Why is this important?
Well, one reason is that plants can't move. It is an energetically loosing process to capture Carbon from the atmosphere. Thus it is a price the plant pays for being, well.... stationary. Why are we so much better at gathering organic substrates? Well, that's pretty much our job - to go scavenge for stuff. Needless to say, hetrotrophs come in all shapes and sizes, not all of which have the freedom of motion, but suffice it to say that placement is important. You can't be hetrotrophic and not have access to food. Plants, on the other hand, commonly thrive in environments where there is little matter that can be thought to constitute 'food'. Their right to live in these such environments is granted by the toil of hetrotrophs.

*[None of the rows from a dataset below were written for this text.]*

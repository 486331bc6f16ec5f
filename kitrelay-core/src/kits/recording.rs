//! Recording kit
//!
//! Implements every capability listener and keeps an ordered log of the calls
//! it received. It can be told to fail (or panic) on every forwarding call, to
//! refuse list attributes, and to claim push messages.
//!
//! When built from settings, it reads:
//!
//! | Setting | Meaning |
//! |---------|---------|
//! | `capabilities` | Comma-separated capability names (all when absent) |
//! | `name` | Kit name used in logs |
//! | `supportsAttributeLists` | `false` to receive joined list values |
//! | `fail` | `true` to fail every forwarding call |
//! | `claimsPush` | `true` to claim push messages |

use std::collections::BTreeMap;
use std::sync::atomic::{AtomicBool, Ordering};
use std::sync::{Arc, Mutex};

use crate::config::{KitConfiguration, Settings};
use crate::error::{KitError, KitResult};
use crate::kit::{
    ActivityListener, ActivityStage, ApplicationStateListener, AttributeListener,
    CommerceListener, Delivery, EventListener, IdentityListener, Kit, KitFactory, KitInstance,
    PushListener, ScreenListener, SessionListener,
};
use crate::types::{
    Activity, Attributes, Capability, CommerceEvent, Event, IdentityType, KitId, PushMessage,
    PushRegistration,
};

/// One call a recording kit received.
#[derive(Debug, Clone, PartialEq)]
pub enum KitCall {
    Created(Settings),
    SettingsUpdated(Settings),
    Destroyed,
    CleanedUp,
    OptOut(bool),
    InstallReferrer(String),
    Event(Event),
    Breadcrumb(String),
    Error(String),
    Exception(String),
    Commerce(CommerceEvent),
    LtvIncrease {
        increased: f64,
        total: f64,
        event_name: String,
    },
    Screen(String, Attributes),
    UserAttribute(String, String),
    UserAttributeList(String, Vec<String>),
    AllUserAttributes(Attributes, BTreeMap<String, Vec<String>>),
    RemoveUserAttribute(String),
    Identity(IdentityType, String),
    RemoveIdentity(IdentityType),
    Logout,
    PushMessage(PushMessage),
    PushRegistration(PushRegistration),
    Activity(ActivityStage, String),
    SessionStart,
    SessionEnd,
    Foreground,
    Background,
}

/// A kit that records what it receives.
pub struct RecordingKit {
    id: KitId,
    name: String,
    capabilities: Capability,
    supports_lists: bool,
    claims_push: bool,
    failing: AtomicBool,
    panicking: AtomicBool,
    instance: KitInstance,
    calls: Mutex<Vec<KitCall>>,
}

impl RecordingKit {
    pub fn new(id: KitId, capabilities: Capability) -> Self {
        Self {
            id,
            name: format!("recording-{id}"),
            capabilities,
            supports_lists: true,
            claims_push: false,
            failing: AtomicBool::new(false),
            panicking: AtomicBool::new(false),
            instance: Arc::new(id),
            calls: Mutex::new(Vec::new()),
        }
    }

    /// Build a kit from the `settings` object of a configuration block.
    pub fn from_settings(id: KitId, settings: &Settings) -> Self {
        let setting = |key: &str| -> Option<String> {
            match settings.get(key)? {
                serde_json::Value::String(s) => Some(s.clone()),
                other => Some(other.to_string()),
            }
        };
        let flag = |key: &str| setting(key).map(|v| v.eq_ignore_ascii_case("true"));

        let capabilities = setting("capabilities")
            .map(|list| Capability::parse_list(&list))
            .unwrap_or_else(Capability::all_bits);
        let mut kit = Self::new(id, capabilities);
        if let Some(name) = setting("name") {
            kit.name = name;
        }
        kit.supports_lists = flag("supportsAttributeLists").unwrap_or(true);
        kit.claims_push = flag("claimsPush").unwrap_or(false);
        kit.failing.store(flag("fail").unwrap_or(false), Ordering::Relaxed);
        kit
    }

    pub fn with_name(mut self, name: impl Into<String>) -> Self {
        self.name = name.into();
        self
    }

    pub fn without_list_support(mut self) -> Self {
        self.supports_lists = false;
        self
    }

    pub fn claiming_push(mut self) -> Self {
        self.claims_push = true;
        self
    }

    /// Fail every forwarding call from now on.
    pub fn set_failing(&self, failing: bool) {
        self.failing.store(failing, Ordering::Relaxed);
    }

    /// Panic in every forwarding call from now on.
    pub fn set_panicking(&self, panicking: bool) {
        self.panicking.store(panicking, Ordering::Relaxed);
    }

    pub fn id(&self) -> KitId {
        self.id
    }

    /// Register this instance as the constructor result for its id.
    pub fn register(factory: &mut KitFactory, kit: Arc<RecordingKit>) {
        factory.register(kit.id, move |_| Ok(Arc::clone(&kit) as Arc<dyn Kit>));
    }

    /// Register one recording kit per block of a configuration snapshot.
    pub fn register_snapshot(
        factory: &mut KitFactory,
        snapshot: &[serde_json::Value],
    ) -> BTreeMap<KitId, Arc<RecordingKit>> {
        let mut kits = BTreeMap::new();
        for block in snapshot {
            let Some(id) = KitConfiguration::extract_id(block) else {
                continue;
            };
            let settings: Settings = block
                .get("settings")
                .and_then(|s| s.as_object())
                .map(|s| s.iter().map(|(k, v)| (k.clone(), v.clone())).collect())
                .unwrap_or_default();
            let kit = Arc::new(Self::from_settings(id, &settings));
            Self::register(factory, Arc::clone(&kit));
            kits.insert(id, kit);
        }
        kits
    }

    /// Every call received so far, in order.
    pub fn calls(&self) -> Vec<KitCall> {
        self.calls.lock().map(|c| c.clone()).unwrap_or_default()
    }

    /// Events received through the event handler.
    pub fn events(&self) -> Vec<Event> {
        self.calls()
            .into_iter()
            .filter_map(|call| match call {
                KitCall::Event(event) => Some(event),
                _ => None,
            })
            .collect()
    }

    pub fn count(&self, predicate: impl Fn(&KitCall) -> bool) -> usize {
        self.calls().iter().filter(|call| predicate(call)).count()
    }

    pub fn clear(&self) {
        if let Ok(mut calls) = self.calls.lock() {
            calls.clear();
        }
    }

    fn push(&self, call: KitCall) {
        if let Ok(mut calls) = self.calls.lock() {
            calls.push(call);
        }
    }

    /// Record a forwarding call, honoring failure modes.
    fn record(&self, call: KitCall) -> KitResult<()> {
        if self.panicking.load(Ordering::Relaxed) {
            panic!("{} panicked handling {:?}", self.name, call);
        }
        if self.failing.load(Ordering::Relaxed) {
            return Err(KitError::failed(format!("{} rejected the call", self.name)));
        }
        self.push(call);
        Ok(())
    }

    fn forward(&self, call: KitCall) -> KitResult<Delivery> {
        self.record(call).map(|()| Delivery::Forwarded)
    }
}

impl Kit for RecordingKit {
    fn name(&self) -> &str {
        &self.name
    }

    fn capabilities(&self) -> Capability {
        self.capabilities
    }

    fn on_kit_create(&self, settings: &Settings) -> KitResult<()> {
        self.push(KitCall::Created(settings.clone()));
        Ok(())
    }

    fn on_settings_updated(&self, settings: &Settings) -> KitResult<()> {
        self.push(KitCall::SettingsUpdated(settings.clone()));
        Ok(())
    }

    fn on_kit_destroy(&self) -> KitResult<()> {
        self.push(KitCall::Destroyed);
        Ok(())
    }

    fn on_kit_cleanup(&self) -> KitResult<()> {
        self.push(KitCall::CleanedUp);
        Ok(())
    }

    fn set_opt_out(&self, opted_out: bool) -> KitResult<Delivery> {
        self.forward(KitCall::OptOut(opted_out))
    }

    fn set_install_referrer(&self, referrer: &str) -> KitResult<()> {
        self.record(KitCall::InstallReferrer(referrer.to_string()))
    }

    fn instance(&self) -> Option<KitInstance> {
        Some(Arc::clone(&self.instance))
    }

    fn as_event_listener(&self) -> Option<&dyn EventListener> {
        Some(self)
    }

    fn as_commerce_listener(&self) -> Option<&dyn CommerceListener> {
        Some(self)
    }

    fn as_screen_listener(&self) -> Option<&dyn ScreenListener> {
        Some(self)
    }

    fn as_attribute_listener(&self) -> Option<&dyn AttributeListener> {
        Some(self)
    }

    fn as_identity_listener(&self) -> Option<&dyn IdentityListener> {
        Some(self)
    }

    fn as_push_listener(&self) -> Option<&dyn PushListener> {
        Some(self)
    }

    fn as_activity_listener(&self) -> Option<&dyn ActivityListener> {
        Some(self)
    }

    fn as_session_listener(&self) -> Option<&dyn SessionListener> {
        Some(self)
    }

    fn as_application_state_listener(&self) -> Option<&dyn ApplicationStateListener> {
        Some(self)
    }
}

impl EventListener for RecordingKit {
    fn log_event(&self, event: &Event) -> KitResult<Delivery> {
        self.forward(KitCall::Event(event.clone()))
    }

    fn leave_breadcrumb(&self, breadcrumb: &str) -> KitResult<Delivery> {
        self.forward(KitCall::Breadcrumb(breadcrumb.to_string()))
    }

    fn log_error(&self, message: &str, _attributes: &Attributes) -> KitResult<Delivery> {
        self.forward(KitCall::Error(message.to_string()))
    }

    fn log_exception(
        &self,
        exception: &str,
        _message: &str,
        _attributes: &Attributes,
    ) -> KitResult<Delivery> {
        self.forward(KitCall::Exception(exception.to_string()))
    }
}

impl CommerceListener for RecordingKit {
    fn log_commerce_event(&self, event: &CommerceEvent) -> KitResult<Delivery> {
        self.forward(KitCall::Commerce(event.clone()))
    }

    fn log_ltv_increase(
        &self,
        value_increased: f64,
        value_total: f64,
        event_name: &str,
        _attributes: &Attributes,
    ) -> KitResult<Delivery> {
        self.forward(KitCall::LtvIncrease {
            increased: value_increased,
            total: value_total,
            event_name: event_name.to_string(),
        })
    }
}

impl ScreenListener for RecordingKit {
    fn log_screen(&self, name: &str, attributes: &Attributes) -> KitResult<Delivery> {
        self.forward(KitCall::Screen(name.to_string(), attributes.clone()))
    }
}

impl AttributeListener for RecordingKit {
    fn set_user_attribute(&self, key: &str, value: &str) -> KitResult<()> {
        self.record(KitCall::UserAttribute(key.to_string(), value.to_string()))
    }

    fn set_user_attribute_list(&self, key: &str, values: &[String]) -> KitResult<()> {
        self.record(KitCall::UserAttributeList(key.to_string(), values.to_vec()))
    }

    fn set_all_user_attributes(
        &self,
        attributes: &Attributes,
        attribute_lists: &BTreeMap<String, Vec<String>>,
    ) -> KitResult<()> {
        self.record(KitCall::AllUserAttributes(
            attributes.clone(),
            attribute_lists.clone(),
        ))
    }

    fn remove_user_attribute(&self, key: &str) -> KitResult<()> {
        self.record(KitCall::RemoveUserAttribute(key.to_string()))
    }

    fn supports_attribute_lists(&self) -> bool {
        self.supports_lists
    }
}

impl IdentityListener for RecordingKit {
    fn set_user_identity(&self, identity_type: IdentityType, value: &str) -> KitResult<()> {
        self.record(KitCall::Identity(identity_type, value.to_string()))
    }

    fn remove_user_identity(&self, identity_type: IdentityType) -> KitResult<()> {
        self.record(KitCall::RemoveIdentity(identity_type))
    }

    fn logout(&self) -> KitResult<()> {
        self.record(KitCall::Logout)
    }
}

impl PushListener for RecordingKit {
    fn will_handle_push_message(&self, _message: &PushMessage) -> bool {
        self.claims_push
    }

    fn on_push_message_received(&self, message: &PushMessage) -> KitResult<()> {
        self.record(KitCall::PushMessage(message.clone()))
    }

    fn on_push_registration(&self, registration: &PushRegistration) -> KitResult<Delivery> {
        self.forward(KitCall::PushRegistration(registration.clone()))
    }
}

impl ActivityListener for RecordingKit {
    fn on_activity(&self, stage: ActivityStage, activity: &Activity) -> KitResult<()> {
        self.record(KitCall::Activity(stage, activity.name.clone()))
    }
}

impl SessionListener for RecordingKit {
    fn on_session_start(&self) -> KitResult<()> {
        self.record(KitCall::SessionStart)
    }

    fn on_session_end(&self) -> KitResult<()> {
        self.record(KitCall::SessionEnd)
    }
}

impl ApplicationStateListener for RecordingKit {
    fn on_application_foreground(&self) -> KitResult<()> {
        self.record(KitCall::Foreground)
    }

    fn on_application_background(&self) -> KitResult<()> {
        self.record(KitCall::Background)
    }
}

#[cfg(test)]
mod tests {
    use super::*;
    use crate::types::EventType;
    use serde_json::json;

    #[test]
    fn test_from_settings() {
        let mut settings = Settings::new();
        settings.insert("capabilities".to_string(), json!("event, screen"));
        settings.insert("supportsAttributeLists".to_string(), json!(false));
        settings.insert("name".to_string(), json!("web"));

        let kit = RecordingKit::from_settings(4, &settings);
        assert_eq!(kit.name(), "web");
        assert_eq!(kit.capabilities(), Capability::Event | Capability::Screen);
        assert!(!kit.supports_attribute_lists());
    }

    #[test]
    fn test_failing_kit_records_nothing() {
        let kit = RecordingKit::new(1, Capability::Event);
        kit.set_failing(true);
        assert!(kit.log_event(&Event::new("x", EventType::Other)).is_err());
        assert!(kit.calls().is_empty());

        kit.set_failing(false);
        assert_eq!(
            kit.log_event(&Event::new("x", EventType::Other)),
            Ok(Delivery::Forwarded)
        );
        assert_eq!(kit.events().len(), 1);
    }

    #[test]
    fn test_register_snapshot() {
        let snapshot = vec![
            json!({"id": 1, "settings": {"capabilities": "push", "claimsPush": "true"}}),
            json!({"id": 2}),
            json!({"settings": {}}),
        ];
        let mut factory = KitFactory::new();
        let kits = RecordingKit::register_snapshot(&mut factory, &snapshot);

        assert_eq!(factory.supported_kits(), vec![1, 2]);
        assert_eq!(kits[&1].capabilities(), Capability::Push);
        assert!(kits[&1].will_handle_push_message(&PushMessage::default()));
        assert_eq!(kits[&2].capabilities(), Capability::all_bits());
    }
}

Thus, we (as hetrotrophs) don't 'leach' off of plants in any way, and I would revise the previous definitions for the sake of a middle or high school class. I would do this to avoid confusing students about the universal questions that they may not yet understand are bothering them (I was sure confused). But this task is not easy, I was perplexed as to how to revise this definition. I will allow myself more discussion after a first attempt:
Autrotrophs make their own energy, but rely on other life for distributing of matter.
Hetrotrophs gather their own matter, but rely on other life for enegy.
The part I am troubled by lies in the phrases "distributing of matter" and "gather matter" seen here. Surely there is some more eloquent phrase to use for this, right? School children will sure have a hard time with this one. Heck, physicists will have a hard time with this one. I've described what plants get from us, but what is it that plants get from us?? We should put it into some hard physical quantity, right? Entropy? Oh heck no! It's the opposite way around, hetrotrophs create more entropy by scattering Carbon into the atmosphere. Mobility? Eh... not quite so, though it does play a role in this. Perhaps, organization? My brain contorts around applicability of this word, as it is both the answer and the anti-answer. Hetrotrophs travel to the furthest corners of forests and livable spaces and find organic substrates to burn. The matter they burn can then be used by plants to create more plant matter.
Imagine this applied to industrial processes. Think about a world where burning fuels is actually doing a favor to someone by redistributing our Earth's raw materials. New skyscrapers are built without a single truck moving material, but instead Carbon sequesters located at the pinnacle of the structure churns out Carbon nanotubes. When the building has reached the end of its life, you don't have to pay anyone to take it away, but are instead are paid by someone to let them take it away and burn it for energy. The energy is used and the Carbon atoms once again float to the top of our highest buildings.
This elegant and strange process, my friends, isn't just the miracle of life. This is the miracle of gas. This is the miracle of liquids. The ability for things to disperse in certain conditions, while at the same time not disperse under other conditions, is the bane of our existence.
While we, as humans, use fluid processes to efficiently accomplish many isolated processes, a world-wide balance that contributes to our productivity is something that human society is far far away from. But someday we will live in such a balance. For now, I would encourage the reader to prep themselves for the kind of mentality that such a society will require. Think long and hard about what plants gain from our chemistry.